Ciudad de México (National Geographic) |
Ya hemos indicado la doble pugna de intereses contrapuestos que constituye el mecanismo, desde luego muy complejo, que modela el territorio y construye sobre él la ciudad. Por un lado la batalla se da entre los propietarios de suelo en su conjunto y la comunidad (en la que, desde luego, también están incluidos ellos); por otro, se contrapone el diferente interés particular de cada propietario frente a los demás.
Para solucionar civilizadamente los conflictos de intereses se necesita siempre un árbitro con capacidad y poder de intervención. Cuando el problema se plantea entre los intereses particulares de dos propietarios, un juez, ley en mano, puede resolverlo, pero obviamente es mejor y mucho más ágil que una administración específica tenga previstos los supuestos más comunes y decida sobre ellos de modo automático. Por esta razón nadie discute la necesidad de órganos administradores del urbanismo.
Pero cuando la contraposición de intereses se da entre la comunidad como conjunto y una parte de ella no es suficiente establecer un mecanismo de arbitraje, ya que una de las partes, la que constituyen los propietarios de suelo, sobre todo los grandes y más organizados, tiende de manera natural a hacer propuestas concretas de construcción de ciudad, porque vive de ello. Estas propuestas serán únicas si no existen otras, alternativas y anticipatorias del futuro, elaboradas en función de una visión global de lo que conviene a todo el colectivo, y nos encontraremos con una administración del urbanismo dedicada fundamentalmente a armonizar estas propuestas ajenas a ella y sin capacidad para dirigir las grandes líneas del desarrollo urbano.
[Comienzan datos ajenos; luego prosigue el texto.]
impl SessionShared {
    pub(crate) fn id(&self) -> &str {
        &self.id
    }

    fn dispatch(&self, events: Vec<ScanEvent>) {
        if events.is_empty() {
            return;
        }
        let callback = self.event_callback.read().clone();
        if let Some(callback) = callback {
            for event in events {
                callback(event);
            }
        }
    }

    fn arbiter(&self) -> Option<Arc<CameraArbiter>> {
        self.arbiter.read().clone()
    }

    fn release_claim(&self) {
        if let Some(arbiter) = self.arbiter() {
            arbiter.release(&self.id);
        }
    }

    /// Leave `RequestingPermission` or `Streaming` for `Stopped`. No-op otherwise.
    pub(crate) fn halt(&self, termination: Termination) -> bool {
        let mut events = Vec::new();
        {
            let mut inner = self.inner.lock();
            match inner.state {
                ScanState::Idle | ScanState::Stopped | ScanState::Failed => return false,
                ScanState::RequestingPermission => {
                    log::info!(
                        "Session {} stopped while the permission prompt is pending",
                        self.id
                    );
                }
                ScanState::Streaming => inner.teardown(),
            }
            inner.termination = Some(termination);
            inner.transition(&self.id, ScanState::Stopped, &mut events);
        }
        self.release_claim();
        self.dispatch(events);
        true
    }

    fn on_permission(self: &Arc<Self>, epoch: u64, result: Result<GrantedStream, ScanError>) {
        let mut events = Vec::new();
        let failed = {
            let mut inner = self.inner.lock();

            if !inner.is_current(epoch, ScanState::RequestingPermission) {
                if let Ok(mut granted) = result {
                    log::warn!(
                        "Camera granted after session {} moved on, releasing stream {}",
                        self.id,
                        granted.handle.id()
                    );
                    granted.handle.release();
                    inner.stats.stale_grants_released += 1;
                }
                return;
            }

            match result {
                Ok(granted) => {
                    // A previous stream or sampler must never survive into a new one.
                    inner.teardown();

                    if granted.used_fallback {
                        inner.stats.fallback_grants += 1;
                    }

                    let stream = granted.handle.into_shared();
                    let sink = Arc::new(SessionSink {
                        session: Arc::downgrade(self),
                        decoder: Arc::clone(&self.decoder),
                        epoch,
                    });
                    inner.sampler = Some(FrameSampler::start(
                        Arc::clone(&stream),
                        self.config.sample_interval(),
                        self.decode_slot.clone(),
                        sink,
                    ));
                    inner.stream = Some(stream);

                    if let Some(timeout) = self.config.idle_timeout() {
                        inner.idle_timer = Some(spawn_idle_timer(Arc::downgrade(self), epoch, timeout));
                    }

                    inner.transition(&self.id, ScanState::Streaming, &mut events);
                    false
                }
                Err(error) => {
                    log::error!("Session {} failed to acquire camera: {}", self.id, error);
                    inner.last_error = Some(error.clone());
                    inner.termination = Some(Termination::Failed);
                    inner.transition(&self.id, ScanState::Failed, &mut events);
                    events.push(ScanEvent::Error {
                        session_id: self.id.clone(),
                        error,
                    });
                    true
                }
            }
        };

        if failed {
            self.release_claim();
        }
        self.dispatch(events);
    }

    fn on_decode(&self, epoch: u64, frame_sequence: u64, payload: Option<Payload>) {
        let mut events = Vec::new();
        {
            let mut inner = self.inner.lock();
            if !inner.is_current(epoch, ScanState::Streaming) {
                if payload.is_some() {
                    log::debug!(
                        "Session {} discarding decode of frame {} after stop",
                        self.id,
                        frame_sequence
                    );
                }
                return;
            }
            inner.stats.decode_attempts += 1;

            let Some(payload) = payload else {
                log::trace!("Frame {} had no payload", frame_sequence);
                return;
            };

            log::info!("Session {} decoded frame {}", self.id, frame_sequence);
            inner.teardown();
            inner.result = Some(payload.clone());
            inner.termination = Some(Termination::Decoded);
            inner.transition(&self.id, ScanState::Stopped, &mut events);
            events.push(ScanEvent::Result {
                session_id: self.id.clone(),
                payload,
            });
        }
        self.release_claim();
        self.dispatch(events);
    }

    fn on_stream_lost(&self, epoch: u64, error: ScanError) {
        let mut events = Vec::new();
        {
            let mut inner = self.inner.lock();
            if !inner.is_current(epoch, ScanState::Streaming) {
                return;
            }
            log::error!("Session {} lost its stream: {}", self.id, error);
            inner.teardown();
            inner.last_error = Some(error.clone());
            inner.termination = Some(Termination::Failed);
            inner.transition(&self.id, ScanState::Failed, &mut events);
            events.push(ScanEvent::Error {
                session_id: self.id.clone(),
                error,
            });
        }
        self.release_claim();
        self.dispatch(events);
    }

    fn on_idle_timeout(&self, epoch: u64) {
        let mut events = Vec::new();
        {
            let mut inner = self.inner.lock();
            if !inner.is_current(epoch, ScanState::Streaming) {
                return;
            }
            log::info!("Session {} timed out without a payload", self.id);
            inner.idle_timer = None;
            inner.teardown();
            inner.termination = Some(Termination::TimedOut);
            inner.transition(&self.id, ScanState::Stopped, &mut events);
        }
        self.release_claim();
        self.dispatch(events);
    }
}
Por esto es necesario enmarcar cualquier actuación en una ordenación integral del territorio, precisa y concreta, para que se sepa lo que debe hacerse y donde puede hacerse. Si el propio administrador no lo tiene claro, carecerá de criterios racionales para apoyar, frenar o modificar las propuestas particulares, y tenderá a dejar hacer, sin otro argumento que la conveniencia de defender la actividad del sector de la construcción, la ayuda a las empresas, etc.
El planeamiento no es un simple marco jurídico que regule alineaciones, rasantes y alturas a unos indeterminados edificios. La ordenación integral del territorio requiere mucho más. En primer lugar, debe prever las necesidades y las posibilidades reales de desarrollo sostenible del territorio, para disponer de una estrategia sensata de crecimiento, porque tan peligroso como no disponer de suficiente suelo acondicionado para edificar es tener demasiado.
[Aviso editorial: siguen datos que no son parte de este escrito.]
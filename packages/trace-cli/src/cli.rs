use clap::{Args, Parser, Subcommand};

#[derive(Parser)]
#[command(
    name = "tracescan",
    version,
    about = "Produce batch code capture session harness",
    long_about = "Drive the camera capture session against a scripted camera.\n\
                  Scenario files describe permission answers, warm-up and the payload in each frame."
)]
pub struct Cli {
    #[command(subcommand)]
    pub command: Command,

    /// Increase verbosity (-v, -vv, -vvv)
    #[arg(short, long, action = clap::ArgAction::Count, global = true)]
    pub verbose: u8,
}

#[derive(Subcommand)]
pub enum Command {
    /// Run one capture session against a simulated camera
    Simulate(SimulateArgs),
    /// List every scan error kind with its user-facing message
    Errors(ErrorsArgs),
    /// Show version, platform and the effective default configuration
    Info(InfoArgs),
}

#[derive(Args)]
pub struct SimulateArgs {
    /// Camera scenario file (JSON)
    #[arg(long)]
    pub scenario: String,

    /// Sampling cadence in milliseconds (overrides $TRACE_SCAN_INTERVAL_MS)
    #[arg(long)]
    pub interval_ms: Option<u64>,

    /// Stop after this long without a payload (overrides $TRACE_SCAN_IDLE_TIMEOUT_MS)
    #[arg(long)]
    pub idle_timeout_ms: Option<u64>,

    /// Do not retry with any camera when the rear camera fails
    #[arg(long, default_value_t = false)]
    pub no_fallback: bool,

    /// Print the final session snapshot as JSON
    #[arg(long, default_value_t = false)]
    pub json: bool,

    /// Compact JSON output (no indentation)
    #[arg(long, default_value_t = false)]
    pub compact: bool,

    /// Output file for the JSON snapshot (default: stdout)
    #[arg(short, long)]
    pub output: Option<String>,
}

#[derive(Args)]
pub struct ErrorsArgs {
    /// Output as JSON
    #[arg(long, default_value_t = false)]
    pub json: bool,
}

#[derive(Args)]
pub struct InfoArgs {
    /// Output as JSON
    #[arg(long, default_value_t = false)]
    pub json: bool,
}
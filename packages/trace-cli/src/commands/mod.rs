pub mod errors;
pub mod info;
pub mod simulate;
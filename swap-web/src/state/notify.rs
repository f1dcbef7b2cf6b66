//! Transient user notifications

use gloo_timers::future::TimeoutFuture;
use leptos::prelude::*;

use crate::utils::constants::NOTIFY_DISMISS_MS;

/// Global notification slot. One message at a time; a new message replaces
/// the current one and restarts the dismiss timer.
#[derive(Clone, Copy)]
pub struct NotifyContext {
    pub message: RwSignal<Option<String>>,
    seq: StoredValue<u64>,
}

impl NotifyContext {
    pub fn new() -> Self {
        Self {
            message: RwSignal::new(None),
            seq: StoredValue::new(0),
        }
    }

    /// Show a transient message, auto-dismissed after [`NOTIFY_DISMISS_MS`].
    pub fn notify(&self, text: impl Into<String>) {
        let ticket = self.seq.get_value() + 1;
        self.seq.set_value(ticket);
        self.message.set(Some(text.into()));

        let message = self.message;
        let seq = self.seq;
        leptos::task::spawn_local(async move {
            TimeoutFuture::new(NOTIFY_DISMISS_MS).await;
            // a newer notification owns the slot
            if seq.get_value() == ticket {
                message.set(None);
            }
        });
    }

    pub fn dismiss(&self) {
        self.message.set(None);
    }
}

pub fn provide_notify_context() -> NotifyContext {
    let context = NotifyContext::new();
    provide_context(context);
    context
}

pub fn use_notify_context() -> NotifyContext {
    expect_context::<NotifyContext>()
}
//! SwapDeck Web App - Leptos Frontend

use leptos::prelude::*;
use leptos_router::{
    components::{A, Route, Router, Routes},
    path,
};

use crate::components::{Navbar, Toast};
use crate::pages::SwapPage;
use crate::state::market::provide_market_context;
use crate::state::notify::provide_notify_context;

#[component]
pub fn App() -> impl IntoView {
    provide_market_context();
    provide_notify_context();

    view! {
        <Router>
            <div class="app-container">
                <Navbar/>
                <Toast/>
                <Routes fallback=|| view! { <NotFound/> }>
                    <Route path=path!("/") view=SwapPage/>
                </Routes>
            </div>
        </Router>
    }
}

#[component]
fn NotFound() -> impl IntoView {
    view! {
        <div class="app-container" style="display: flex; justify-content: center; align-items: center; min-height: calc(100vh - 60px);">
            <div class="card" style="max-width: 500px; text-align: center;">
                <h1 style="margin-bottom: 16px; font-size: 32px; font-weight: 700;">"404 - Page Not Found"</h1>
                <p style="margin-bottom: 24px;">"The page you're looking for doesn't exist."</p>
                <A href="/">
                    <span class="btn" style="margin-top: 20px; display: inline-block;">
                        "Back to Swap"
                    </span>
                </A>
            </div>
        </div>
    }
}
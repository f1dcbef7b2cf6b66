//! Application constants

pub const API_BASE: &str = "http://127.0.0.1:3001";

/// Smallest swap size, in quote currency (USD).
pub const SWAP_MIN_USD: f64 = 50.0;

/// Display precision for source amounts and balances.
pub const AMOUNT_FROM_DECIMALS: usize = 4;
/// Display precision for destination amounts, rates, and fees.
pub const AMOUNT_TO_DECIMALS: usize = 8;

// UI constants
pub const QUOTE_DEBOUNCE_MS: u32 = 300;
pub const NOTIFY_DISMISS_MS: u32 = 4000;

/// Below this viewport width the shell switches to its compact layout.
pub const COMPACT_LAYOUT_MAX_WIDTH: f64 = 640.0;

pub const FALLBACK_ASSET_LOGO: &str = "/img/asset-generic.svg";
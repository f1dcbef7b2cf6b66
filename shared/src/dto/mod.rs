//! # Data Transfer Objects (DTOs)
//!
//! This module contains all data structures used for communication between
//! the swap frontend and the wallet backend via the REST API.
//!
//! ## Module Organization
//!
//! - [`wallet`] - Asset catalog, balances, withdraw info, and swap DTOs
//!
//! ## Serialization Format
//!
//! All DTOs use `serde_json` for JSON serialization:
//!
//! - **Field naming**: camelCase on the wire via `#[serde(rename_all = "camelCase")]`
//! - **Optional numerics**: defaulted to zero with `#[serde(default)]`
//! - **All types**: Implement both `Serialize` and `Deserialize`
//!
//! ## Example JSON Communication
//!
//! ```text
//! GET /api/wallet/withdraw-info?asset=BTC
//! ```
//!
//! ```text
//! HTTP/1.1 200 OK
//! Content-Type: application/json
//!
//! {
//!   "availableWithdrawalAmount": 0.0125,
//!   "availableWithdrawalAmountUsd": 625.0,
//!   "lockedFundsAmount": 0.002,
//!   "lockedFundsAmountUsd": 100.0
//! }
//! ```

pub mod wallet;

pub use wallet::*;
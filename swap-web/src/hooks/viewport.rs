//! Viewport width observation
//!
//! One shared `resize` listener feeds a width signal consumed by any number
//! of components. The listener attaches when the first consumer subscribes
//! and detaches when the scope of the last one is cleaned up.

use std::cell::RefCell;

use leptos::prelude::*;
use wasm_bindgen::prelude::Closure;
use wasm_bindgen::JsCast;

struct ViewportState {
    width: RwSignal<f64>,
    subscribers: usize,
    on_resize: Closure<dyn FnMut()>,
}

thread_local! {
    static VIEWPORT: RefCell<Option<ViewportState>> = const { RefCell::new(None) };
}

fn current_width() -> f64 {
    web_sys::window()
        .and_then(|window| window.inner_width().ok())
        .and_then(|value| value.as_f64())
        .unwrap_or(0.0)
}

/// Subscribe to the viewport width. Reads 0 until the first measurement.
pub fn use_viewport_width() -> Signal<f64> {
    let width = VIEWPORT.with(|slot| {
        let mut slot = slot.borrow_mut();
        let state = slot.get_or_insert_with(|| {
            let width = RwSignal::new(0.0);
            let on_resize = Closure::wrap(Box::new(move || {
                width.set(current_width());
            }) as Box<dyn FnMut()>);
            if let Some(window) = web_sys::window() {
                if let Err(err) = window
                    .add_event_listener_with_callback("resize", on_resize.as_ref().unchecked_ref())
                {
                    log::warn!("failed to attach resize listener: {err:?}");
                }
            }
            width.set(current_width());
            ViewportState {
                width,
                subscribers: 0,
                on_resize,
            }
        });
        state.subscribers += 1;
        state.width
    });

    on_cleanup(unsubscribe);

    width.into()
}

fn unsubscribe() {
    VIEWPORT.with(|slot| {
        let mut slot = slot.borrow_mut();
        let last_one_out = match slot.as_mut() {
            Some(state) => {
                state.subscribers = state.subscribers.saturating_sub(1);
                state.subscribers == 0
            }
            None => false,
        };
        if last_one_out {
            if let Some(state) = slot.take() {
                if let Some(window) = web_sys::window() {
                    let _ = window.remove_event_listener_with_callback(
                        "resize",
                        state.on_resize.as_ref().unchecked_ref(),
                    );
                }
            }
        }
    });
}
Demasiado suelo disponible, muy por encima del necesario en muchos años, es una carta blanca para que el crecimiento se produzca donde lo considere más oportuno el especulador, y producirá zonas intermedias de suelo, urbano en el papel, en realidad territorio degradado mientras espera multiplicar varias veces su valor inicial. Por el contrario, el crecimiento debe producirse allí donde pueda ser programado para producir lo antes posible un continuo urbano bien dotado. Si se trata de abaratar el suelo, habrá formas mejores y más eficaces para lograrlo que un supuesto crecimiento (¿hacia el infinito?) de la oferta.
En un espacio que se pretenda ciudad tendrá que haber algo más que viviendas mal amontonadas. Veamos lo que la legislación ha previsto que defina un Plan General de Ordenación Urbana.
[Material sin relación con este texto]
//! Asset picker modal
//!
//! Presents the catalog for one side of the swap. The caller supplies the
//! list already stripped of the asset selected on the opposite side, so the
//! two slots can never collide.

use leptos::prelude::*;

use shared::dto::wallet::Asset;
use shared::utils::format_amount;

use crate::state::market::use_market_context;
use crate::utils::constants::{AMOUNT_FROM_DECIMALS, FALLBACK_ASSET_LOGO};

#[component]
pub fn AssetPicker(
    #[prop(into)] assets: Signal<Vec<Asset>>,
    #[prop(into)] selected: Signal<String>,
    #[prop(into)] on_select: Callback<Asset>,
    #[prop(into)] on_close: Callback<()>,
) -> impl IntoView {
    let market = use_market_context();

    view! {
        <div class="modal-backdrop" on:click=move |_| on_close.run(())>
            <div class="modal-card" on:click=move |ev| ev.stop_propagation()>
                <div class="modal-header">
                    <h2>"Select asset"</h2>
                    <button class="modal-close" on:click=move |_| on_close.run(())>
                        "×"
                    </button>
                </div>
                <ul class="asset-list">
                    <For
                        each=move || assets.get()
                        key=|asset| asset.id.clone()
                        children=move |asset: Asset| {
                            let row = asset.clone();
                            let is_selected = {
                                let id = asset.id.clone();
                                move || selected.get() == id
                            };
                            let held = {
                                let id = asset.id.clone();
                                move || format_amount(market.balance_of(&id), AMOUNT_FROM_DECIMALS)
                            };
                            let logo = if asset.logo.is_empty() {
                                FALLBACK_ASSET_LOGO.to_string()
                            } else {
                                asset.logo.clone()
                            };
                            view! {
                                <li>
                                    <button
                                        class="asset-row"
                                        class:selected=is_selected
                                        on:click=move |_| {
                                            on_select.run(row.clone());
                                            on_close.run(());
                                        }
                                    >
                                        <img class="asset-logo" src=logo alt=asset.name.clone() width="24" height="24"/>
                                        <span class="asset-name">{asset.name.clone()}</span>
                                        <span class="asset-held">{held}</span>
                                    </button>
                                </li>
                            }
                        }
                    />
                </ul>
            </div>
        </div>
    }
}
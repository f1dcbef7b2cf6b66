//! Transient notification banner

use leptos::prelude::*;

use crate::state::notify::use_notify_context;

#[component]
pub fn Toast() -> impl IntoView {
    let notify = use_notify_context();

    view! {
        {move || notify.message.get().map(|text| view! {
            <div class="toast" role="alert" on:click=move |_| notify.dismiss()>
                {text}
            </div>
        })}
    }
}
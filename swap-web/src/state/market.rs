//! Wallet snapshot state management

use leptos::prelude::*;

use shared::dto::wallet::{Asset, AssetBalance};

/// Application-wide snapshot of the wallet: the swappable asset catalog,
/// held balances, and the flat swap fee rate. Populated once by the host
/// page; read-only for everything downstream.
#[derive(Clone, Copy)]
pub struct MarketContext {
    pub assets: RwSignal<Vec<Asset>>,
    pub balances: RwSignal<Vec<AssetBalance>>,
    pub swap_fee: RwSignal<f64>,
}

impl MarketContext {
    pub fn new() -> Self {
        Self {
            assets: RwSignal::new(Vec::new()),
            balances: RwSignal::new(Vec::new()),
            swap_fee: RwSignal::new(0.0),
        }
    }

    pub fn asset_by_id(&self, id: &str) -> Option<Asset> {
        self.assets
            .with(|assets| assets.iter().find(|asset| asset.id == id).cloned())
    }

    pub fn price_of(&self, id: &str) -> Option<f64> {
        self.assets
            .with(|assets| assets.iter().find(|asset| asset.id == id).map(|asset| asset.price))
    }

    /// Held amount of an asset; unknown assets read as 0.
    pub fn balance_of(&self, id: &str) -> f64 {
        self.balances.with(|balances| {
            balances
                .iter()
                .find(|record| record.symbol_id == id)
                .map(|record| record.amount)
                .unwrap_or(0.0)
        })
    }

    /// Like [`balance_of`](Self::balance_of) but without subscribing the
    /// caller to balance changes.
    pub fn balance_of_untracked(&self, id: &str) -> f64 {
        self.balances.with_untracked(|balances| {
            balances
                .iter()
                .find(|record| record.symbol_id == id)
                .map(|record| record.amount)
                .unwrap_or(0.0)
        })
    }
}

pub fn provide_market_context() -> MarketContext {
    let context = MarketContext::new();
    provide_context(context);
    context
}

pub fn use_market_context() -> MarketContext {
    expect_context::<MarketContext>()
}
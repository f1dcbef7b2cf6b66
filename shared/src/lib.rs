//! # Shared Data Transfer Objects Library
//!
//! This library defines the contract between the swap frontend and the wallet
//! backend API. All DTOs use JSON serialization via `serde` for API
//! communication.
//!
//! ## Structure
//!
//! - **[`dto`]**: Data Transfer Objects for API communication
//!   - **[`dto::wallet`]**: Asset catalog, balances, withdraw info, and swap DTOs
//! - **[`utils`]**: Shared numeric utilities
//!   - **[`utils::round_decimals`]**: Round a value to a fixed number of decimals
//!   - **[`utils::format_amount`]**: Render a value as a fixed-point decimal string
//!
//! ## Wire Format
//!
//! The wallet API speaks camelCase JSON, so every DTO carries
//! `#[serde(rename_all = "camelCase")]`. Numeric fields the backend may omit
//! are marked `#[serde(default)]` and read as zero.
//!
//! ## Usage in Frontend
//!
//! ```rust,no_run
//! use shared::dto::wallet::WithdrawInfoResponse;
//!
//! # fn parse(body: &str) -> Result<(), serde_json::Error> {
//! let info: WithdrawInfoResponse = serde_json::from_str(body)?;
//! println!("available: {}", info.available_withdrawal_amount);
//! # Ok(())
//! # }
//! ```

pub mod dto;
pub mod utils;

// Re-export commonly used types for convenience
// Note: Wildcard re-exports are used here since shared is a DTO library
// where all exports are meant to be public API
pub use dto::*;
pub use utils::*;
En primer lugar, debe dejar bien claro qué suelo no es urbano ni debe llegar a serlo, delimitando los espacios que deben ser protegidos en todo caso y en qué condiciones pueden admitirse construcciones sin que se originen núcleos de población no deseables.
En segundo lugar, hay que estructurar sistemas generales que doten al suelo susceptible de llegar a ser urbano de condiciones para serlo realmente; deben preverse las redes fundamentales de abastecimiento, evacuación y depuración de aguas, energía eléctrica, vías adecuadas de acceso, etc, y delimitar usos previstos por áreas, indicando claramente cuales son entre sí excluyentes, alternativos y compatibles, e indicando especialmente los usos incompatibles con la estructura general prevista.
Deben establecerse también las características técnicas exigibles a cualquier actuación urbanizadora, fijando aprovechamientos, cesiones para uso público y otras condiciones previas a la redacción de Planes Parciales.
Por último, y no es lo menos importante, en el suelo que se delimite como urbano y no sólo en la ciudad habrá que asegurar una calidad de vida que ya existe en otras partes y que no siempre depende de grandes inversiones, sino de una correcta adecuación entre medios y fines.
Es mucho lo que debe y puede hacerse en este sentido, pero lo primero es conocer nuestro verdadero déficit (general y por zonas) en espacios libres, zonas verdes públicas, parques y jardines, centros docentes, asistenciales, sanitarios, red viaria (para vehículos en marcha y estacionados y para peatones, que también circulan), etc.
Sepamos también qué tejido urbano falta, qué usos sobran, qué nuevas vías es necesario abrir, hagamos una evaluación económica prudente y, de acuerdo con ella, fijemos plazos para las actuaciones pertinentes. No es tan urgente acabar como empezar, y, sobre todo, impedir que actuaciones precipitadas dificulten en el futuro la solución de problemas más fáciles de encarar hoy que mañana.
Si ha lugar a una tercera entrega, continuaremos perfilando ideas sobre el Plan General que necesitamos.